Here’s a checklist for students with executive functioning weaknesses that can help them stay organized and manage their tasks effectively:

Establish a routine: Set consistent daily routines for waking up, going to bed, studying, and engaging in extracurricular activities. Stick to a regular schedule to develop a sense of structure and predictability.
Use a planner or digital calendar: Keep track of assignments, deadlines, exams, and other important dates. Break down larger tasks into smaller, manageable steps and schedule them accordingly.
Create a to-do list: Make a daily or weekly to-do list of tasks and prioritize them based on urgency and importance. Use a checklist format to track completed tasks and stay motivated.
Break tasks into smaller parts: When faced with a complex task or project, break it down into smaller, more manageable components. This approach makes it easier to get started and maintain focus throughout the process.
Set specific goals: Clearly define what needs to be accomplished and set realistic goals for each task or assignment. This helps in maintaining focus and measuring progress.
Use visual aids and reminders: Utilize visual cues like sticky notes, color-coded folders, or visual schedules to provide visual reminders and prompts for important tasks and deadlines.
Use organizational tools: Explore digital tools and apps designed for task management, note-taking, and organization. Examples include Trello, Evernote, Google Keep, or Microsoft OneNote.
Practice time management: Break down study or work sessions into manageable chunks of time and use a timer or stopwatch to keep track of time spent on each task. Take short breaks in between to recharge and refocus.
Eliminate distractions: Minimize environmental distractions by finding a quiet and well-organized workspace. Use website blockers or apps that limit access to distracting websites or social media during study or work periods.
Develop study strategies: Experiment with different study techniques, such as summarizing information in your own words, creating flashcards, or teaching concepts to others. Find strategies that work best for your learning style and implement them consistently.
Seek support and ask for help: Don’t hesitate to reach out to teachers, counselors, or learning support services for assistance. They can provide guidance, resources, and accommodations tailored to your needs.
Take care of yourself: Prioritize self-care activities such as regular exercise, healthy eating, getting enough sleep, and practicing stress reduction techniques like mindfulness or deep breathing exercises. Taking care of your physical and mental well-being is essential for optimal executive functioning.

Remember, everyone’s needs and strengths are different, so feel free to customize this checklist to suit your specific requirements. It may also be helpful to involve a teacher, parent, or mentor in reviewing and adapting this checklist to ensure its effectiveness.

Resources

ADDitude – Inside the ADHD Mind
ADDitude is an ADHD magazine, community & website dedicated to strategies and support for individuals and families living with ADD and related conditions.

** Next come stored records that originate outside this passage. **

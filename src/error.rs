use crate::graph::error::GraphErr;
use thiserror::Error;

pub type ColoringResult<T> = Result<T, ColoringError>;

#[derive(Debug, Clone, Error)]
pub enum ColoringError {
    #[error("the graph is not planar")]
    NotPlanar,
    #[error("graph error: {0}")]
    Graph(#[from] GraphErr),
    #[error("internal invariant violated: {0}")]
    Invariant(String),
}

impl ColoringError {
    pub fn invariant(message: &str) -> ColoringError {
        ColoringError::Invariant(message.to_string())
    }

    pub fn invariant_err<T>(message: &str) -> ColoringResult<T> {
        Err(ColoringError::invariant(message))
    }
}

Children and Adults with Attention-Deficit/Hyperactivity Disorder (CHADD)
The nation’s leading nonprofit organization serving people affected by ADHD.

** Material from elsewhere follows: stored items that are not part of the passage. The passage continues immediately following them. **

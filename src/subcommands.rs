use anyhow::{bail, Context, Result};
use clap::ArgMatches;
use planar_three_coloring::coloring::{color_three, Coloring, ColoringConfig, Strategy};
use planar_three_coloring::graph::generators::{cycle, grid, random_planar, wheel, SimpleGraph};
use planar_three_coloring::graph::io::{read_graph6, read_graphs, write_graph6};
use planar_three_coloring::separator::SeparatorKind;
use rand::rngs::StdRng;
use rand::SeedableRng;
use std::fs::File;
use std::io::{stderr, stdin, stdout, BufReader, Write};
use tracing::info;

pub fn color(matches: &ArgMatches) -> Result<()> {
    let config = ColoringConfig {
        strategy: if matches.is_present("brute-force") {
            Strategy::BruteForce
        } else {
            Strategy::Recursive(retrieve_separator(matches)?)
        },
    };
    let graphs = read_input(matches)?;

    let mut results: Vec<Option<Coloring>> = Vec::new();
    for (i, graph) in graphs.iter().enumerate() {
        info!(
            "graph {}: {} vertices, {} edges",
            i,
            graph.vertex_count(),
            graph.edge_count()
        );
        let coloring = color_three(graph, &config)?;
        if graphs.len() > 1 {
            println!("# graph {}", i);
        }
        report(&coloring, &mut stdout().lock(), &mut stderr().lock())?;
        results.push(coloring);
    }

    if let Some(output) = matches.value_of("output") {
        let file = File::create(output)
            .with_context(|| format!("File '{}' could not be opened for writing.", output))?;
        serde_cbor::to_writer(file, &results)
            .with_context(|| format!("Colorings could not be written to '{}'.", output))?;
    }
    Ok(())
}

/// Colorings go to 'out', the failure notice to 'err'.
fn report(coloring: &Option<Coloring>, out: &mut impl Write, err: &mut impl Write) -> Result<()> {
    match coloring {
        Some(c) if c.is_empty() => {}
        Some(c) => writeln!(out, "{}", c)?,
        None => writeln!(err, "Three coloring is not possible on a given graph")?,
    }
    Ok(())
}

pub fn separate(matches: &ArgMatches) -> Result<()> {
    let kind = retrieve_separator(matches)?;
    for (i, graph) in read_input(matches)?.iter().enumerate() {
        let separator = kind.find(graph)?;
        println!("# graph {}", i);
        println!("{}", separator);
    }
    Ok(())
}

pub fn generate(matches: &ArgMatches) -> Result<()> {
    let n = retrieve_number(matches, "n", 10)?;
    let graph = match matches.value_of("KIND").unwrap_or("grid") {
        "grid" => grid(n, retrieve_number(matches, "m", n)?),
        "cycle" => cycle(n),
        "wheel" => wheel(n),
        "random" => {
            let keep = match matches.value_of("keep").map(str::parse::<f64>) {
                Some(Ok(p)) if (0.0..=1.0).contains(&p) => p,
                None => 1.0,
                _ => bail!("The edge probability should be a number between 0 and 1."),
            };
            let mut rng = match matches.value_of("seed").map(str::parse::<u64>) {
                Some(Ok(seed)) => StdRng::seed_from_u64(seed),
                None => StdRng::from_entropy(),
                _ => bail!("The seed should be a positive number."),
            };
            random_planar(n, keep, &mut rng)
        }
        kind => bail!("Graph kind '{}' not known.", kind),
    };
    println!("{}", write_graph6(&graph));
    Ok(())
}

fn read_input(matches: &ArgMatches) -> Result<Vec<SimpleGraph>> {
    if let Some(code) = matches.value_of("GRAPH6") {
        return Ok(vec![read_graph6(code)?]);
    }
    let graphs = match matches.value_of("file") {
        Some(path) => {
            let file = File::open(path)
                .with_context(|| format!("Input file '{}' could not be opened for reading.", path))?;
            read_graphs(BufReader::new(file))?
        }
        None => read_graphs(stdin().lock())?,
    };
    if graphs.is_empty() {
        bail!("The input does not contain any graph.");
    }
    Ok(graphs)
}

fn retrieve_separator(matches: &ArgMatches) -> Result<SeparatorKind> {
    match matches.value_of("separator").unwrap_or("planar") {
        "simple" => Ok(SeparatorKind::Simple),
        "planar" => Ok(SeparatorKind::Planar),
        other => bail!("Separator '{}' not known.", other),
    }
}

fn retrieve_number(matches: &ArgMatches, name: &str, default: usize) -> Result<usize> {
    match matches.value_of(name).map(str::parse::<usize>) {
        Some(Ok(k)) if k >= 1 => Ok(k),
        None => Ok(default),
        _ => bail!("{} should be a positive number.", name),
    }
}

#[cfg(test)]
mod tests {
    use super::*;
    use planar_three_coloring::coloring::Color;
    use planar_three_coloring::graph::indices::VertexI;

    fn reported(coloring: Option<Coloring>) -> (String, String) {
        let (mut out, mut err) = (Vec::new(), Vec::new());
        report(&coloring, &mut out, &mut err).unwrap();
        (String::from_utf8(out).unwrap(), String::from_utf8(err).unwrap())
    }

    #[test]
    fn test_failure_notice_goes_to_stderr() {
        let (out, err) = reported(None);
        assert!(out.is_empty());
        assert_eq!(err, "Three coloring is not possible on a given graph\n");
    }

    #[test]
    fn test_coloring_goes_to_stdout() {
        let coloring: Coloring = vec![(VertexI(0), Color::First), (VertexI(1), Color::Second)]
            .into_iter()
            .collect();
        let (out, err) = reported(Some(coloring.clone()));
        assert_eq!(out, format!("{}\n", coloring));
        assert!(err.is_empty());

        let (out, err) = reported(Some(Coloring::new()));
        assert!(out.is_empty() && err.is_empty());
    }
}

Attention Deficit Disorder Association
The world’s largest organization dedicated exclusively to helping adults with ADHD to live better lives.

Totally ADD
Dedicated to helping adults with ADHD and those affected by it to liberate themselves from fear, shame, and stigma and create a life they love.

Smart but Scattered Teen
This book guide provides a science-based program promoting teens’ independence by building their executive functioning skills.

Thriving with ADHD Workbook
This workbook includes a variety of proven methods to manage ADHD symptoms.

What Your ADHD Child Wishes You Knew
This book provides a positive approach to parenting children and teens with ADHD.

ADHD 2.0
This book provides updated science and guidance on living a successful and happy life with ADHD.